__What this task involves__.
Take the data below and copy exactly the lines starting at the one with "Binary large object." and finishing at the one with "Globally unique identifier.", both included.

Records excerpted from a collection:
============================================================

//! Column definitions.

use crate::value::SqlValue;

/// Logical column type, mapped to dialect text by the syntax provider.
#[derive(Debug, Clone, PartialEq, Eq, Hash)]
pub enum ColumnType {
    // Integer types
    /// Small integer (2 bytes).
    Smallint,
    /// Integer (4 bytes).
    Integer,
    /// Big integer (8 bytes).
    Bigint,

    // Floating point
    /// Real (4-byte float).
    Real,
    /// Double precision (8-byte float).
    Double,
    /// Decimal with precision and scale.
    Decimal {
        /// Total number of digits.
        precision: Option<u16>,
        /// Number of digits after decimal point.
        scale: Option<u16>,
    },

    // String types
    /// Fixed-length character string.
    Char(Option<u32>),
    /// Variable-length character string.
    Varchar(Option<u32>),
    /// Unbounded text.
    Text,

    /// Binary large object.
    Blob,

    // Temporal types
    /// Date.
    Date,
    /// Time of day.
    Time,
    /// Date and time.
    DateTime,
    /// Date and time with offset.
    DateTimeOffset,

    /// Boolean.
    Boolean,
    /// Globally unique identifier.
    Guid,
    /// Dialect-specific type text, emitted verbatim.
    Custom(String),
}

/// Database functions usable as column defaults.
#[derive(Debug, Clone, Copy, PartialEq, Eq, Hash)]
pub enum SystemMethod {
    /// A freshly generated GUID.
    NewGuid,
    /// Local current date and time.
    CurrentDateTime,
    /// UTC current date and time.
    CurrentUtcDateTime,
}

/// Default value for a column.
#[derive(Debug, Clone, PartialEq)]
pub enum DefaultValue {
    /// A literal value.
    Literal(SqlValue),
    /// A database function, rendered per dialect.
    Method(SystemMethod),
    /// Raw SQL expression, emitted verbatim.
    Expression(String),
}

/// A column being added to an existing table.
#[derive(Debug, Clone, PartialEq)]
pub struct ColumnDefinition {
    /// Column name.
    pub name: String,
    /// Owning table.
    pub table_name: String,
    /// Owning schema, if any.
    pub schema_name: Option<String>,
    /// Declared type. `None` until the type stage of the builder runs.
    pub column_type: Option<ColumnType>,
    /// Whether the column accepts NULL.
    pub nullable: bool,
    /// Default value.
    pub default: Option<DefaultValue>,
    /// Name of the default constraint, for dialects that name them.
    pub default_constraint_name: Option<String>,
    /// Whether values are generated by the database.
    pub identity: bool,
    /// Whether this is a primary key.
    pub primary_key: bool,
    /// Name of the primary key constraint.
    pub primary_key_name: Option<String>,
    /// Whether a unique index covers this column.
    pub unique: bool,
    /// Whether a non-unique index covers this column.
    pub indexed: bool,
    /// Whether a foreign key references or is referenced by this column.
    pub foreign_key: bool,
}

impl ColumnDefinition {
    /// Creates a nullable, untyped column definition.
    #[must_use]
    pub fn new(name: impl Into<String>) -> Self {
        Self {
            name: name.into(),
            table_name: String::new(),
            schema_name: None,
            column_type: None,
            nullable: true,
            default: None,
            default_constraint_name: None,
            identity: false,
            primary_key: false,
            primary_key_name: None,
            unique: false,
            indexed: false,
            foreign_key: false,
        }
    }

    /// Sets the declared type.
    #[must_use]
    pub fn with_type(mut self, column_type: ColumnType) -> Self {
        self.column_type = Some(column_type);
        self
    }

    /// Sets the owning table.
    #[must_use]
    pub fn on_table(mut self, table: impl Into<String>) -> Self {
        self.table_name = table.into();
        self
    }

    /// Returns the default constraint name, generating `DF_{table}_{column}`.
    #[must_use]
    pub fn default_constraint_name(&self) -> String {
        self.default_constraint_name
            .clone()
            .unwrap_or_else(|| format!("DF_{}_{}", self.table_name, self.name))
    }
}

============================================================

__Written response__.
    /// Binary large object.
    Blob,

    // Temporal types
    /// Date.
    Date,
    /// Time of day.
    Time,
    /// Date and time.
    DateTime,
    /// Date and time with offset.
    DateTimeOffset,

    /// Boolean.
    Boolean,
    /// Globally unique identifier.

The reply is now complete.